Sus citadas correrías fueron conocidas a lo largo de toda su vida y «se le tapó mucho», como dijo José A. Zarzalejos que bien que lo sabría él de cuando fue director de ABC, el diario monárquico por excelencia, antes de que acabará éste último atrapado en la deriva radical que le llegó después y sobre todo con su actual director el ínclito Bieito Rubido.
A pesar de sus achaques a Juan Carlos nunca se le quitaron las ganas de fiesta y para ello, si hacía falta, recorrerse todos los rincones del planeta. Sus numerosas amantes han hecho correr ríos de tinta en la prensa rosa prácticamente desde que se le conoce, aunque siempre de manera bastante subliminal, y su afición por las motos de gran cilindrada y los deportivos un suplicio para sus guardaespaldas.
Pero todo llega a su fin y a sus 82 años Juan Carlos I puede tirar por la borda la que podía haber sido una carrera más o menos brillante o, al menos, con más luces que sombras. A fuerza de ser sincero supongo que la definición moral y ética de las personas suele reflejarse en el devenir de sus vidas y la vida del emérito no puede decirse que haya estado muy apegada a su familia y, menos aún, a la ejemplaridad que se le presupone.
El fin del juancarlismo y… ¿de la monarquía?
Con su abdicación y el ascenso al trono de Felipe VI en 2014, la corona intentó pasar un tupido velo sobre todas las fechorías de Juan Carlos pero tanta insensatez acaba destapándose tarde o temprano. Felipe VI que tampoco puede decirse que haya sido hasta ahora un prodigio de intenciones, más allá de su carismática figura, hasta que no vio la imposibilidad de seguir tapando las acusaciones sobre su padre y aprovechando la pandemia del coronavirus fue entonces cuando decidió quitarle sus asignaciones y renunciar a sus derechos hereditarios sobre una fortuna que puede resultar en buena parte fraudulenta e ilegítima.
Demasiado tarde. El actual monarca nunca debió esperar tanto para retirarle la confianza a su padre y debería haber actuado mucho antes de que salieran a la luz pública las acusaciones sobre el mismo.
Su buena percha y figura, puede que no acaben sirviéndole de nada tras su intento por ocultar lo que era un secreto a voces. Y si a eso añadimos las secuelas de otros sonados casos como el de su hermana y su cuñado, su discurso intranscendente y vacuo puede acabar pasándole factura a una institución ya de por sí difícilmente justificable.

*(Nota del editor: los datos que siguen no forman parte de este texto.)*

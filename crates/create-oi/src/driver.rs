//! Connection lifecycle and handshake
//!
//! Handles the connect/disconnect surface and proves the robot is alive
//! before `connect` succeeds.

use std::sync::{Arc, Mutex, MutexGuard};

use tracing::{debug, warn};

use crate::decoder::SharedDecoder;
use crate::error::{DriverError, Result};
use crate::link::{open_link, SerialLink};
use crate::opcode::Opcode;
use crate::reader::{HandshakeSignal, StreamReader};
use crate::signal::SignalWatcher;
use crate::{HANDSHAKE_ATTEMPT_TIMEOUT, HANDSHAKE_MAX_ATTEMPTS, PORT_SETTLE_DELAY};

/// Shared handle to the open link.
///
/// The caller's thread writes commands through it, the signal watcher takes
/// a bounded `try_lock` on it during shutdown. The reader thread never
/// touches it; reads go through an independent clone.
pub(crate) type SharedLink = Arc<Mutex<Option<Box<dyn SerialLink>>>>;

/// Notification invoked from the reader thread once per validated packet
/// batch, starting with the one that completes the handshake.
pub type PacketCallback = Arc<dyn Fn() + Send + Sync>;

/// Connection state
#[derive(Debug, Clone, Copy, PartialEq, Eq)]
pub enum ConnectionState {
    /// Not connected
    Disconnected,
    /// Connecting (handshake in progress)
    Connecting,
    /// Connected and streaming
    Connected,
}

/// Serial connection to the robot.
///
/// Owns the link, the background reader and the handshake state. Dropping
/// the connection disconnects, which forces the robot back to a safe power
/// mode before the port closes.
pub struct Connection {
    link: SharedLink,
    decoder: Option<SharedDecoder>,
    reader: StreamReader,
    signal: Arc<HandshakeSignal>,
    callback: Option<PacketCallback>,
    watcher: SignalWatcher,
    state: ConnectionState,
}

impl Connection {
    /// Create a new connection (not yet connected).
    ///
    /// The decoder is the shared sensor-data holder; `connect` fails with
    /// [`DriverError::MissingDecoder`] if none was supplied.
    pub fn new(decoder: Option<SharedDecoder>) -> Self {
        Self {
            link: Arc::new(Mutex::new(None)),
            decoder,
            reader: StreamReader::new(),
            signal: Arc::new(HandshakeSignal::new()),
            callback: None,
            watcher: SignalWatcher::new(),
            state: ConnectionState::Disconnected,
        }
    }

    /// Get current connection state
    pub fn state(&self) -> ConnectionState {
        self.state
    }

    /// Whether the physical link is open
    pub fn connected(&self) -> bool {
        self.lock_link().is_some()
    }

    /// Open the serial port and perform the handshake.
    ///
    /// The baud rate must match the robot's fixed protocol rate or the
    /// handshake never completes. On failure the port is closed again and
    /// no partial state remains.
    pub fn connect(
        &mut self,
        port_name: &str,
        baud: u32,
        callback: Option<PacketCallback>,
    ) -> Result<()> {
        if self.connected() {
            return Err(DriverError::AlreadyConnected);
        }
        // Fail before touching hardware if the data holder is missing.
        if self.decoder.is_none() {
            return Err(DriverError::MissingDecoder);
        }

        let link = open_link(port_name, baud)?;

        // Opening the port toggles the control lines; give the robot time
        // to settle before the first OI command.
        std::thread::sleep(PORT_SETTLE_DELAY);

        self.attach(link, callback)
    }

    /// Perform the handshake over an already-open link.
    ///
    /// Used with loopback links such as [`crate::mock::MockLink`]; skips
    /// the physical-port settle delay.
    pub fn connect_with(
        &mut self,
        link: Box<dyn SerialLink>,
        callback: Option<PacketCallback>,
    ) -> Result<()> {
        if self.connected() {
            return Err(DriverError::AlreadyConnected);
        }
        self.attach(link, callback)
    }

    fn attach(&mut self, link: Box<dyn SerialLink>, callback: Option<PacketCallback>) -> Result<()> {
        if self.decoder.is_none() {
            return Err(DriverError::MissingDecoder);
        }

        self.state = ConnectionState::Connecting;
        *self.lock_link() = Some(link);

        if let Err(e) = self.watcher.install(Arc::clone(&self.link)) {
            warn!("could not install signal watcher: {}", e);
        }

        self.callback = callback;

        match self.start_reading() {
            Ok(()) => {
                self.state = ConnectionState::Connected;
                debug!("connected");
                Ok(())
            }
            Err(e) => {
                self.callback = None;
                *self.lock_link() = None;
                self.state = ConnectionState::Disconnected;
                Err(e)
            }
        }
    }

    /// Start the streaming reader and wait for the first validated packet.
    ///
    /// No-op if the reader is already running. Commands the robot into
    /// Passive mode, requests the sensor stream, then waits up to 500 ms per
    /// attempt for ten attempts, re-prompting the robot on every timeout.
    pub fn start_reading(&mut self) -> Result<()> {
        if !self.connected() {
            return Err(DriverError::NotConnected);
        }
        let decoder = self.decoder.clone().ok_or(DriverError::MissingDecoder)?;

        // Only allow once
        if self.reader.is_running() {
            return Ok(());
        }

        self.send_opcode(Opcode::Start)?;
        self.start_sensor_stream(&decoder)?;

        let reader_link = {
            let mut guard = self.lock_link();
            let link = guard.as_mut().ok_or(DriverError::NotConnected)?;
            link.try_clone()?
        };

        self.reader.start(
            reader_link,
            Arc::clone(&decoder),
            Arc::clone(&self.signal),
            self.callback.clone(),
        );
        if !self.reader.is_running() {
            return Err(DriverError::SerialError("reader thread did not start".into()));
        }

        let mut attempts = 1;
        while !self.signal.wait_ready(HANDSHAKE_ATTEMPT_TIMEOUT) {
            if attempts >= HANDSHAKE_MAX_ATTEMPTS {
                warn!(
                    "no data from robot after {} attempts; check that it is powered",
                    attempts
                );
                self.reader.stop(&self.signal);
                return Err(DriverError::HandshakeTimeout);
            }
            attempts += 1;
            debug!("handshake attempt {}", attempts);

            // The robot may need to be re-prompted.
            let reissue = self
                .send_opcode(Opcode::Start)
                .and_then(|_| self.start_sensor_stream(&decoder));
            if let Err(e) = reissue {
                self.reader.stop(&self.signal);
                return Err(e);
            }
        }

        Ok(())
    }

    /// Stop the streaming reader and join its thread.
    ///
    /// After this returns no decode or notification callback can fire, and
    /// the handshake signal is re-armed for the next connect cycle.
    pub fn stop_reading(&mut self) {
        self.reader.stop(&self.signal);
    }

    /// Whether the background read loop is active
    pub fn is_reading(&self) -> bool {
        self.reader.is_running()
    }

    /// Close the connection.
    ///
    /// Stops the reader first so no further bytes are processed, then sends
    /// Start followed by Stop. The robot only honors Stop from a known OI
    /// mode, so Passive mode is forced first regardless of the current mode.
    /// Idempotent: disconnecting when already disconnected is a no-op.
    pub fn disconnect(&mut self) {
        self.reader.stop(&self.signal);

        if self.connected() {
            if let Err(e) = self.send_opcode(Opcode::Start) {
                debug!("disconnect: start opcode failed: {}", e);
            }
            if let Err(e) = self.send_opcode(Opcode::Stop) {
                debug!("disconnect: stop opcode failed: {}", e);
            }
            // Dropping the handle closes the port.
            *self.lock_link() = None;
        }

        self.callback = None;
        self.state = ConnectionState::Disconnected;
    }

    /// Write raw bytes to the robot.
    ///
    /// Fails with [`DriverError::NotConnected`] while disconnected. Success
    /// only confirms the bytes reached the local transmit buffer. Safe to
    /// call while the reader is streaming; reads and writes use independent
    /// handles.
    pub fn send(&mut self, bytes: &[u8]) -> Result<()> {
        let mut guard = self.lock_link();
        let link = guard.as_mut().ok_or_else(|| {
            warn!("send failed, not connected");
            DriverError::NotConnected
        })?;
        link.write_all(bytes)?;
        link.flush()?;
        Ok(())
    }

    /// Write a single opcode byte
    pub fn send_opcode(&mut self, code: Opcode) -> Result<()> {
        self.send(&[u8::from(code)])
    }

    /// Number of corrupt packets counted by the decoder
    pub fn num_corrupt_packets(&self) -> u64 {
        self.with_decoder(|d| d.num_corrupt_packets())
    }

    /// Total number of packets counted by the decoder
    pub fn total_packets(&self) -> u64 {
        self.with_decoder(|d| d.total_packets())
    }

    fn with_decoder(&self, f: impl FnOnce(&dyn crate::PacketDecoder) -> u64) -> u64 {
        match &self.decoder {
            Some(decoder) => match decoder.lock() {
                Ok(guard) => f(&*guard),
                Err(poisoned) => f(&*poisoned.into_inner()),
            },
            None => 0,
        }
    }

    fn start_sensor_stream(&mut self, decoder: &SharedDecoder) -> Result<()> {
        let request = match decoder.lock() {
            Ok(guard) => guard.stream_request(),
            Err(poisoned) => poisoned.into_inner().stream_request(),
        };
        self.send(&request)
    }

    fn lock_link(&self) -> MutexGuard<'_, Option<Box<dyn SerialLink>>> {
        match self.link.lock() {
            Ok(guard) => guard,
            Err(poisoned) => poisoned.into_inner(),
        }
    }
}

impl Drop for Connection {
    fn drop(&mut self) {
        self.disconnect();
    }
}

#[cfg(test)]
mod tests {
    use super::*;

    #[test]
    fn test_new_connection_is_disconnected() {
        let conn = Connection::new(None);
        assert_eq!(conn.state(), ConnectionState::Disconnected);
        assert!(!conn.connected());
        assert!(!conn.is_reading());
    }

    #[test]
    fn test_counters_default_to_zero_without_decoder() {
        let conn = Connection::new(None);
        assert_eq!(conn.num_corrupt_packets(), 0);
        assert_eq!(conn.total_packets(), 0);
    }
}
//! Driver errors

use thiserror::Error;

/// Errors that can occur while driving the Open Interface link
#[derive(Error, Debug)]
pub enum DriverError {
    #[error("Serial port error: {0}")]
    SerialError(String),

    #[error("Connection failed: {0}")]
    ConnectionFailed(String),

    #[error("Handshake timed out: no validated packet from the robot (check that it is powered)")]
    HandshakeTimeout,

    #[error("Not connected to the robot")]
    NotConnected,

    #[error("Already connected")]
    AlreadyConnected,

    #[error("No sensor data holder supplied")]
    MissingDecoder,

    #[error("I/O error: {0}")]
    IoError(#[from] std::io::Error),
}

/// Convenience alias used throughout the crate
pub type Result<T> = std::result::Result<T, DriverError>;

#[cfg(test)]
mod tests {
    use super::*;

    #[test]
    fn test_error_display() {
        let err = DriverError::HandshakeTimeout;
        assert!(err.to_string().contains("Handshake"));

        let err = DriverError::NotConnected;
        assert!(!format!("{:?}", err).is_empty());
    }

    #[test]
    fn test_io_error_conversion() {
        let io = std::io::Error::new(std::io::ErrorKind::TimedOut, "timed out");
        let err: DriverError = io.into();
        assert!(matches!(err, DriverError::IoError(_)));
    }
}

No será hoy ni mañana ya que los problemas no dejan de acumularse a costa de un insostenible modelo económico que cada vez evidencia más sus deficiencias, pero más temprano que tarde España deberá replantearse un modelo de estado que por los justificados temores que reconociera el propio Adolfo Suárez, tuvo que aceptar en su día a pesar de no contar con el beneplácito de los españoles.